生産効率の改善に向けて、「ロボットでできる」「一般の従業員ができる」「技術者しかできない」という3つに作業を分類することを重視した。そのために、製造工程での動作を徹底的に分析した。絶大な効果を発揮したのが、工場内の天井に設置したカメラだ。従業員それぞれの作業を録画し、製品ごとの作業進捗をチェック。想定していたよりも時間がかっている作業は赤色で表示され、画像解析のソフトを使って課題を検証した。

作業効率を分析するための天井カメラ

人員の配置を最適化したうえで、備品置き場への導線やゴミ箱の場所などの細かな見直しも重ねた。結果として、2か月で35%の経費削減に成功した。今はカメラを6台に増やし、分析の精度を高めているという。
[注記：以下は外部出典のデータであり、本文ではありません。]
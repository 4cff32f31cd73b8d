//! 3x5 bitmap font covering digits, uppercase letters and a little
//! punctuation.

pub const WIDTH: usize = 3;
pub const HEIGHT: usize = 5;
/// Horizontal distance between glyph origins (one pixel gap).
pub const ADVANCE: i32 = 4;

type Glyph = [u8; WIDTH * HEIGHT];

#[rustfmt::skip]
const DIGITS: [Glyph; 10] = [
    [1,1,1, 1,0,1, 1,0,1, 1,0,1, 1,1,1], // 0
    [0,1,0, 1,1,0, 0,1,0, 0,1,0, 1,1,1], // 1
    [1,1,1, 0,0,1, 1,1,1, 1,0,0, 1,1,1], // 2
    [1,1,1, 0,0,1, 0,1,1, 0,0,1, 1,1,1], // 3
    [1,0,1, 1,0,1, 1,1,1, 0,0,1, 0,0,1], // 4
    [1,1,1, 1,0,0, 1,1,1, 0,0,1, 1,1,1], // 5
    [1,1,1, 1,0,0, 1,1,1, 1,0,1, 1,1,1], // 6
    [1,1,1, 0,0,1, 0,1,0, 0,1,0, 0,1,0], // 7
    [1,1,1, 1,0,1, 1,1,1, 1,0,1, 1,1,1], // 8
    [1,1,1, 1,0,1, 1,1,1, 0,0,1, 1,1,1], // 9
];

#[rustfmt::skip]
const LETTERS: [Glyph; 26] = [
    [0,1,0, 1,0,1, 1,1,1, 1,0,1, 1,0,1], // A
    [1,1,0, 1,0,1, 1,1,0, 1,0,1, 1,1,0], // B
    [0,1,1, 1,0,0, 1,0,0, 1,0,0, 0,1,1], // C
    [1,1,0, 1,0,1, 1,0,1, 1,0,1, 1,1,0], // D
    [1,1,1, 1,0,0, 1,1,0, 1,0,0, 1,1,1], // E
    [1,1,1, 1,0,0, 1,1,0, 1,0,0, 1,0,0], // F
    [0,1,1, 1,0,0, 1,0,1, 1,0,1, 0,1,1], // G
    [1,0,1, 1,0,1, 1,1,1, 1,0,1, 1,0,1], // H
    [1,1,1, 0,1,0, 0,1,0, 0,1,0, 1,1,1], // I
    [0,0,1, 0,0,1, 0,0,1, 1,0,1, 0,1,0], // J
    [1,0,1, 1,0,1, 1,1,0, 1,0,1, 1,0,1], // K
    [1,0,0, 1,0,0, 1,0,0, 1,0,0, 1,1,1], // L
    [1,0,1, 1,1,1, 1,1,1, 1,0,1, 1,0,1], // M
    [1,1,0, 1,0,1, 1,0,1, 1,0,1, 1,0,1], // N
    [0,1,0, 1,0,1, 1,0,1, 1,0,1, 0,1,0], // O
    [1,1,0, 1,0,1, 1,1,0, 1,0,0, 1,0,0], // P
    [0,1,0, 1,0,1, 1,0,1, 1,1,0, 0,1,1], // Q
    [1,1,0, 1,0,1, 1,1,0, 1,0,1, 1,0,1], // R
    [0,1,1, 1,0,0, 0,1,0, 0,0,1, 1,1,0], // S
    [1,1,1, 0,1,0, 0,1,0, 0,1,0, 0,1,0], // T
    [1,0,1, 1,0,1, 1,0,1, 1,0,1, 1,1,1], // U
    [1,0,1, 1,0,1, 1,0,1, 1,0,1, 0,1,0], // V
    [1,0,1, 1,0,1, 1,1,1, 1,1,1, 1,0,1], // W
    [1,0,1, 1,0,1, 0,1,0, 1,0,1, 1,0,1], // X
    [1,0,1, 1,0,1, 0,1,0, 0,1,0, 0,1,0], // Y
    [1,1,1, 0,0,1, 0,1,0, 1,0,0, 1,1,1], // Z
];

#[rustfmt::skip]
const COLON: Glyph = [0,0,0, 0,1,0, 0,0,0, 0,1,0, 0,0,0];
#[rustfmt::skip]
const BANG: Glyph = [0,1,0, 0,1,0, 0,1,0, 0,0,0, 0,1,0];
const BLANK: Glyph = [0; WIDTH * HEIGHT];

/// Lowercase letters share the uppercase shapes. Unknown characters
/// return `None` and are skipped by the caller.
pub fn glyph(ch: char) -> Option<&'static Glyph> {
    match ch {
        '0'..='9' => Some(&DIGITS[ch as usize - '0' as usize]),
        'A'..='Z' => Some(&LETTERS[ch as usize - 'A' as usize]),
        'a'..='z' => Some(&LETTERS[ch as usize - 'a' as usize]),
        ':' => Some(&COLON),
        '!' => Some(&BANG),
        ' ' => Some(&BLANK),
        _ => None,
    }
}
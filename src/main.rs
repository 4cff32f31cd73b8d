use anyhow::{Context, Result, anyhow};
use clap::Parser;
use crossterm::{cursor, execute, terminal};
use flappy_dos::input::{self, Command};
use flappy_dos::render::{self, Frame, Screen, SpriteSet};
use flappy_dos::{Options, Session, State, Tuning};
use std::io::{self, IsTerminal, Stdout, stdout};
use std::path::Path;
use std::sync::Mutex;
use std::time::{Duration, Instant};
use tracing_subscriber::EnvFilter;

const MIN_COLS: u16 = 40;
const MIN_ROWS: u16 = 12;

fn init_tracing(path: &Path) -> Result<()> {
    let file = std::fs::File::create(path)
        .with_context(|| format!("creating log file {}", path.display()))?;
    let filter = EnvFilter::try_from_default_env().unwrap_or_else(|_| EnvFilter::new("info"));
    tracing_subscriber::fmt()
        .with_env_filter(filter)
        .with_writer(Mutex::new(file))
        .with_ansi(false)
        .try_init()
        .map_err(|e| anyhow!(e))
        .context("installing tracing subscriber")
}

/// Reason the terminal can't host the game, if any.
fn display_unavailable() -> Option<String> {
    if !stdout().is_terminal() {
        return Some("Error - an interactive terminal is required.".to_string());
    }
    match terminal::size() {
        Ok((cols, rows)) if cols >= MIN_COLS && rows >= MIN_ROWS => None,
        Ok((cols, rows)) => Some(format!(
            "Error - terminal must be at least {MIN_COLS}x{MIN_ROWS}, got {cols}x{rows}."
        )),
        Err(e) => Some(format!("Error - cannot query terminal size: {e}")),
    }
}

fn main() -> Result<()> {
    let opts = Options::parse();
    if let Some(path) = &opts.log_file {
        init_tracing(path)?;
    }

    if let Some(msg) = display_unavailable() {
        tracing::warn!(%msg, "display precondition failed");
        println!("{msg}");
        return Ok(());
    }

    let tuning = match &opts.tuning {
        Some(path) => Tuning::load(path)?,
        None => Tuning::default(),
    };
    let sprites = match &opts.assets {
        Some(dir) => SpriteSet::load(dir)?,
        None => SpriteSet::builtin(&tuning),
    };
    let session = Session::new(tuning, opts.seed);
    let tick = Duration::from_millis(opts.tick_ms.max(1));

    tracing::info!(seed = ?opts.seed, tick_ms = opts.tick_ms, "starting");

    terminal::enable_raw_mode()?;
    let mut out = stdout();
    execute!(
        out,
        terminal::EnterAlternateScreen,
        cursor::Hide,
        terminal::DisableLineWrap,
    )?;

    let result = run(&mut out, session, &sprites, tick);
    if let Err(e) = &result {
        tracing::error!(error = %format!("{e:#}"), "game loop failed");
    }
    let restored = cleanup(&mut out).context("restoring terminal");
    tracing::info!("stopped");
    finish(result, restored)
}

/// The game loop's error wins over a failed terminal restore.
fn finish(result: Result<()>, restored: Result<()>) -> Result<()> {
    result.and(restored)
}

fn cleanup(out: &mut Stdout) -> io::Result<()> {
    execute!(
        out,
        terminal::LeaveAlternateScreen,
        cursor::Show,
        terminal::EnableLineWrap,
    )?;
    terminal::disable_raw_mode()
}

/// Fixed-timestep loop: input, one gameplay tick, render, then sleep out
/// the rest of the tick.
fn run(out: &mut Stdout, mut session: Session, sprites: &SpriteSet, tick: Duration) -> Result<()> {
    let (cols, rows) = terminal::size()?;
    let t = session.tuning();
    let mut frame = Frame::new(t.screen_width as usize, t.screen_height as usize);
    let mut screen = Screen::new(cols, rows);

    loop {
        let tick_start = Instant::now();

        while let Some(cmd) = input::poll_command()? {
            match cmd {
                Command::Quit => return Ok(()),
                Command::Reset => session.reset(),
                Command::Press(c) => session.press(c),
                Command::Resize { cols, rows } => {
                    screen.resize(cols, rows);
                    execute!(out, terminal::Clear(terminal::ClearType::All))?;
                }
            }
        }

        if session.state() == State::Playing {
            session.tick();
        }

        render::draw_scene(&mut frame, &session, sprites);
        screen.present(&frame, out)?;

        let elapsed = tick_start.elapsed();
        if elapsed < tick {
            std::thread::sleep(tick - elapsed);
        }
    }
}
「カメラを設置したことで、黙々と作業する人もいれば、誰かと相談する時間を設けて取り組む人もいるなど、『ひとりひとり、やりやすい形があるんだな』と気がついたのも収穫でした」と桑原社長。

新たに採用した生産管理システムでは、発注情報や設計データなどを1か所で管理する。作業進捗も従業員の誰もが把握できるようになった。技術者はPCですべての情報を閲覧し、図案の変更や課題の記録などはタブレットに直接記入することで、情報の共有がスムーズに行われている。

桑原社長が「職人」と呼ぶ技術者たち

QRコードつき金具が誕生。「カイゼン」チームがデジタル化で活躍

現場での改善・提案を行う「カイゼン」チームも、デジタルに焦点を絞ることで、成果を挙げている。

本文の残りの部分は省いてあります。